_Task details_
Wherever a line in the data holds the word "swap", pull that line out.

- - -

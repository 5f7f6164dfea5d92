//! End-to-end task runs against scripted providers.

use async_trait::async_trait;
use relay_abstraction::{ProviderClient, ProviderError, ProviderKind};
use relay_core::{
    Artifact, ArtifactKind, MemoryTaskStore, Message, SqliteTaskStore, StoreResult, Task, TaskId,
    TaskState, TaskStore,
};
use relay_models::{MockProvider, MockReply};
use relay_orchestrator::{
    FailoverExecutor, FailoverSettings, ModelCatalog, ModelDescriptor, ModelId, ModelTier,
    OrchestratorSettings, ProviderSet, SelectionStrategy, TaskOrchestrator, TaskWorkerPool,
    UsageTracker,
};
use std::sync::Arc;
use std::sync::atomic::{AtomicBool, Ordering};
use std::time::Duration;
use tokio::sync::Notify;

/// Memory store with hooks for forcing interleavings.
///
/// When `pause_next_working_read` is set, the next `get` that reads a
/// `working` task parks until `resume` is notified. When
/// `cancel_after_start` is set, the task is canceled behind the
/// orchestrator's back right after it moves to `working`.
#[derive(Default)]
struct HookedStore {
    inner: MemoryTaskStore,
    pause_next_working_read: AtomicBool,
    cancel_after_start: AtomicBool,
    paused: Notify,
    resume: Notify,
}

#[async_trait]
impl TaskStore for HookedStore {
    async fn create(&self, task: Task) -> StoreResult<TaskId> {
        self.inner.create(task).await
    }

    async fn get(&self, id: &str) -> StoreResult<Task> {
        let task = self.inner.get(id).await?;
        if task.state() == TaskState::Working && self.pause_next_working_read.swap(false, Ordering::SeqCst) {
            self.paused.notify_one();
            self.resume.notified().await;
        }
        Ok(task)
    }

    async fn update_status(&self, id: &str, state: TaskState, message: Option<String>) -> StoreResult<Task> {
        let task = self.inner.update_status(id, state, message).await?;
        if state == TaskState::Working && self.cancel_after_start.swap(false, Ordering::SeqCst) {
            self.inner.update_status(id, TaskState::Canceled, Some("canceled elsewhere".into())).await?;
        }
        Ok(task)
    }

    async fn append_message(&self, id: &str, message: Message) -> StoreResult<()> {
        self.inner.append_message(id, message).await
    }

    async fn append_artifact(&self, id: &str, artifact: Artifact) -> StoreResult<()> {
        self.inner.append_artifact(id, artifact).await
    }

    async fn list(&self) -> StoreResult<Vec<Task>> {
        self.inner.list().await
    }

    async fn delete(&self, id: &str) -> StoreResult<()> {
        self.inner.delete(id).await
    }
}

fn free_model(name: &str, quality: u8) -> ModelDescriptor {
    ModelDescriptor::new(
        ModelId::new(ProviderKind::OpenRouter, name),
        32_768,
        0.0,
        quality,
        20,
        ModelTier::Free,
        true,
    )
}

fn orchestrator(
    mock: &Arc<MockProvider>,
    models: Vec<ModelDescriptor>,
    settings: FailoverSettings,
    store: Arc<dyn TaskStore>,
) -> TaskOrchestrator {
    let catalog = Arc::new(ModelCatalog::new(models, Duration::from_secs(300)));
    let usage = Arc::new(UsageTracker::new());
    let providers: ProviderSet =
        [Arc::clone(mock) as Arc<dyn ProviderClient>].into_iter().collect();
    let executor = FailoverExecutor::new(providers, Arc::clone(&usage), settings)
        .with_catalog(Arc::clone(&catalog));
    TaskOrchestrator::new(store, catalog, usage, executor, OrchestratorSettings::default())
}

#[tokio::test]
async fn empty_responses_fall_through_in_rank_order() {
    let mock = Arc::new(
        MockProvider::new(ProviderKind::OpenRouter)
            .with_script("free-a", vec![MockReply::Empty])
            .with_script("free-b", vec![MockReply::Content("   \n".into())])
            .with_script("free-c", vec![MockReply::Content("third time lucky".into())]),
    );
    let models = vec![free_model("free-c", 20), free_model("free-a", 30), free_model("free-b", 25)];
    let store: Arc<dyn TaskStore> = Arc::new(SqliteTaskStore::open_in_memory().unwrap());
    let orch = orchestrator(&mock, models, FailoverSettings::default(), store);

    let task = orch.submit_text("summarize the release notes").await.unwrap();
    let task = orch.run(&task.id, SelectionStrategy::Cost).await.unwrap();

    assert_eq!(mock.calls(), vec!["free-a", "free-b", "free-c"]);
    assert_eq!(task.state(), TaskState::Completed);
    assert_eq!(task.history.last().unwrap().text_content(), "third time lucky");
    assert_eq!(task.artifacts.len(), 1);
    match &task.artifacts[0].metadata.kind {
        ArtifactKind::Completion { model_id, attempts, .. } => {
            assert_eq!(model_id, "openrouter:free-c");
            assert_eq!(*attempts, 3);
        }
        other => panic!("unexpected artifact kind {other:?}"),
    }

    let usage = orch.usage().snapshot();
    let a = usage.get(&ModelId::new(ProviderKind::OpenRouter, "free-a"));
    let c = usage.get(&ModelId::new(ProviderKind::OpenRouter, "free-c"));
    assert_eq!((a.recent_request_count, a.recent_failure_count, a.success_count), (1, 1, 0));
    assert_eq!((c.recent_request_count, c.recent_failure_count, c.success_count), (1, 0, 1));
}

#[tokio::test(start_paused = true)]
async fn timeouts_exhaust_fallbacks_and_fail_the_task() {
    let slow = || MockReply::delayed(Duration::from_secs(60), MockReply::Content("late".into()));
    let mock = Arc::new(
        MockProvider::new(ProviderKind::OpenRouter)
            .with_script("free-a", vec![slow()])
            .with_script("free-b", vec![slow()])
            .with_script("free-c", vec![slow()]),
    );
    let models = vec![free_model("free-a", 30), free_model("free-b", 25), free_model("free-c", 20)];
    let settings = FailoverSettings { max_fallbacks: 2, attempt_timeout: Duration::from_secs(5) };
    let orch = orchestrator(&mock, models, settings, Arc::new(MemoryTaskStore::new()));

    let task = orch.submit_text("hello").await.unwrap();
    let task = orch.run(&task.id, SelectionStrategy::Cost).await.unwrap();

    assert_eq!(task.state(), TaskState::Failed);
    assert!(task.artifacts.is_empty());
    let message = task.status.message.clone().unwrap();
    assert_eq!(
        message,
        "All fallbacks exhausted after 2 attempts: openrouter:free-a (Timeout), openrouter:free-b (Timeout)"
    );
    assert_eq!(mock.calls(), vec!["free-a", "free-b"]);
}

#[tokio::test(start_paused = true)]
async fn cancel_during_in_flight_call_leaves_task_canceled() {
    let mock = Arc::new(MockProvider::new(ProviderKind::OpenRouter).with_script(
        "free-a",
        vec![MockReply::delayed(Duration::from_secs(30), MockReply::Content("too late".into()))],
    ));
    let orch = Arc::new(orchestrator(
        &mock,
        vec![free_model("free-a", 30), free_model("free-b", 10)],
        FailoverSettings::default(),
        Arc::new(MemoryTaskStore::new()),
    ));

    let task = orch.submit_text("long job").await.unwrap();
    let runner = {
        let orch = Arc::clone(&orch);
        let id = task.id.clone();
        tokio::spawn(async move { orch.run(&id, SelectionStrategy::Quality).await })
    };

    while mock.calls().is_empty() {
        tokio::time::sleep(Duration::from_millis(10)).await;
    }
    let canceled = orch.cancel(&task.id).await.unwrap();
    assert_eq!(canceled.state(), TaskState::Canceled);

    let finished = runner.await.unwrap().unwrap();
    assert_eq!(finished.state(), TaskState::Canceled);

    let stored = orch.get(&task.id).await.unwrap();
    assert_eq!(stored.state(), TaskState::Canceled);
    assert!(stored.artifacts.is_empty());
    assert_eq!(stored.history.len(), 1);
    assert_eq!(mock.calls(), vec!["free-a"]);
}

#[tokio::test(start_paused = true)]
async fn cancel_racing_the_working_check_stops_the_fallback_chain() {
    let empty = || MockReply::delayed(Duration::from_secs(30), MockReply::Empty);
    let mock = Arc::new(
        MockProvider::new(ProviderKind::OpenRouter)
            .with_script("free-a", vec![empty()])
            .with_script("free-b", vec![empty()]),
    );
    let store = Arc::new(HookedStore::default());
    let orch = Arc::new(orchestrator(
        &mock,
        vec![free_model("free-a", 30), free_model("free-b", 25)],
        FailoverSettings::default(),
        Arc::clone(&store) as Arc<dyn TaskStore>,
    ));
    let task = orch.submit_text("race me").await.unwrap();
    orch.start(&task.id).await.unwrap();

    store.pause_next_working_read.store(true, Ordering::SeqCst);
    let processing = {
        let orch = Arc::clone(&orch);
        let id = task.id.clone();
        tokio::spawn(async move { orch.process(&id, SelectionStrategy::Cost).await })
    };
    store.paused.notified().await;

    let canceling = {
        let orch = Arc::clone(&orch);
        let id = task.id.clone();
        tokio::spawn(async move { orch.cancel(&id).await })
    };
    for _ in 0..5 {
        tokio::task::yield_now().await;
    }
    store.resume.notify_one();

    let canceled = canceling.await.unwrap().unwrap();
    assert_eq!(canceled.state(), TaskState::Canceled);
    let processed = processing.await.unwrap().unwrap();
    assert_eq!(processed.state(), TaskState::Canceled);

    let calls = mock.calls();
    assert!(calls.len() <= 1, "fallbacks ran after cancel: {calls:?}");
    assert!(!calls.contains(&"free-b".to_string()));
    assert!(orch.get(&task.id).await.unwrap().artifacts.is_empty());
}

#[tokio::test(start_paused = true)]
async fn cancel_written_to_the_store_stops_before_next_attempt() {
    let mock = Arc::new(
        MockProvider::new(ProviderKind::OpenRouter)
            .with_script("free-a", vec![MockReply::delayed(Duration::from_secs(30), MockReply::Empty)])
            .with_script("free-b", vec![MockReply::Content("should not run".into())]),
    );
    let store: Arc<dyn TaskStore> = Arc::new(MemoryTaskStore::new());
    let orch = Arc::new(orchestrator(
        &mock,
        vec![free_model("free-a", 30), free_model("free-b", 25)],
        FailoverSettings::default(),
        Arc::clone(&store),
    ));
    let task = orch.submit_text("shared database").await.unwrap();
    let runner = {
        let orch = Arc::clone(&orch);
        let id = task.id.clone();
        tokio::spawn(async move { orch.run(&id, SelectionStrategy::Cost).await })
    };

    while mock.calls().is_empty() {
        tokio::time::sleep(Duration::from_millis(10)).await;
    }
    // Another process sharing the database cancels without touching this orchestrator.
    store.update_status(&task.id, TaskState::Canceled, Some("canceled elsewhere".into())).await.unwrap();

    let finished = runner.await.unwrap().unwrap();
    assert_eq!(finished.state(), TaskState::Canceled);
    assert_eq!(finished.status.message.as_deref(), Some("canceled elsewhere"));
    assert!(finished.artifacts.is_empty());
    assert_eq!(mock.calls(), vec!["free-a"]);
}

#[tokio::test(start_paused = true)]
async fn late_answer_for_a_task_canceled_elsewhere_is_discarded() {
    let mock = Arc::new(MockProvider::new(ProviderKind::OpenRouter).with_script(
        "free-a",
        vec![MockReply::delayed(Duration::from_secs(30), MockReply::Content("late answer".into()))],
    ));
    let store: Arc<dyn TaskStore> = Arc::new(MemoryTaskStore::new());
    let orch = Arc::new(orchestrator(
        &mock,
        vec![free_model("free-a", 30)],
        FailoverSettings::default(),
        Arc::clone(&store),
    ));
    let task = orch.submit_text("too slow").await.unwrap();
    let runner = {
        let orch = Arc::clone(&orch);
        let id = task.id.clone();
        tokio::spawn(async move { orch.run(&id, SelectionStrategy::Cost).await })
    };

    while mock.calls().is_empty() {
        tokio::time::sleep(Duration::from_millis(10)).await;
    }
    store.update_status(&task.id, TaskState::Canceled, None).await.unwrap();

    let finished = runner.await.unwrap().unwrap();
    assert_eq!(finished.state(), TaskState::Canceled);
    assert!(finished.artifacts.is_empty());
    assert_eq!(finished.history.len(), 1);
    assert_eq!(orch.usage().snapshot().get(&ModelId::new(ProviderKind::OpenRouter, "free-a")).success_count, 1);
}

#[tokio::test]
async fn run_returns_task_canceled_between_start_and_process() {
    let mock = Arc::new(MockProvider::new(ProviderKind::OpenRouter));
    let store = Arc::new(HookedStore::default());
    store.cancel_after_start.store(true, Ordering::SeqCst);
    let orch = orchestrator(
        &mock,
        vec![free_model("free-a", 30)],
        FailoverSettings::default(),
        Arc::clone(&store) as Arc<dyn TaskStore>,
    );

    let task = orch.submit_text("never mind").await.unwrap();
    let task = orch.run(&task.id, SelectionStrategy::Cost).await.unwrap();

    assert_eq!(task.state(), TaskState::Canceled);
    assert!(task.artifacts.is_empty());
    assert!(mock.calls().is_empty());
}

#[tokio::test]
async fn auth_failure_parks_model_and_next_candidate_answers() {
    let mock = Arc::new(
        MockProvider::new(ProviderKind::OpenRouter)
            .with_script("free-a", vec![MockReply::Error(ProviderError::AuthError("401".into()))])
            .with_script("free-b", vec![MockReply::Content("ok".into())]),
    );
    let orch = orchestrator(
        &mock,
        vec![free_model("free-a", 30), free_model("free-b", 25)],
        FailoverSettings::default(),
        Arc::new(MemoryTaskStore::new()),
    );

    let task = orch.submit_text("first").await.unwrap();
    let task = orch.run(&task.id, SelectionStrategy::Cost).await.unwrap();
    assert_eq!(task.state(), TaskState::Completed);

    let parked = ModelId::new(ProviderKind::OpenRouter, "free-a");
    assert!(orch.catalog().is_stale(&parked));
    let ranked = orch.rank(SelectionStrategy::Cost).unwrap();
    assert!(ranked.iter().all(|s| s.model.id != parked));
}

#[tokio::test]
async fn worker_pool_runs_every_task() {
    let mock = Arc::new(MockProvider::new(ProviderKind::OpenRouter));
    let orch = Arc::new(orchestrator(
        &mock,
        vec![free_model("free-a", 30), free_model("free-b", 25)],
        FailoverSettings::default(),
        Arc::new(MemoryTaskStore::new()),
    ));
    let pool = TaskWorkerPool::new(Arc::clone(&orch), 2);

    let mut ids = Vec::new();
    for i in 0..5 {
        ids.push(orch.submit_text(format!("job {i}")).await.unwrap().id);
    }

    let results = pool.run_all(ids.clone(), SelectionStrategy::Balanced).await;
    assert_eq!(results.len(), 5);
    for (id, result) in ids.iter().zip(results) {
        let task = result.unwrap();
        assert_eq!(&task.id, id);
        assert_eq!(task.state(), TaskState::Completed);
    }
    assert_eq!(pool.available_permits(), 2);
    assert_eq!(mock.calls().len(), 5);
}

- - -

_Task output_
        if task.state() == TaskState::Working && self.pause_next_working_read.swap(false, Ordering::SeqCst) {
        if state == TaskState::Working && self.cancel_after_start.swap(false, Ordering::SeqCst) {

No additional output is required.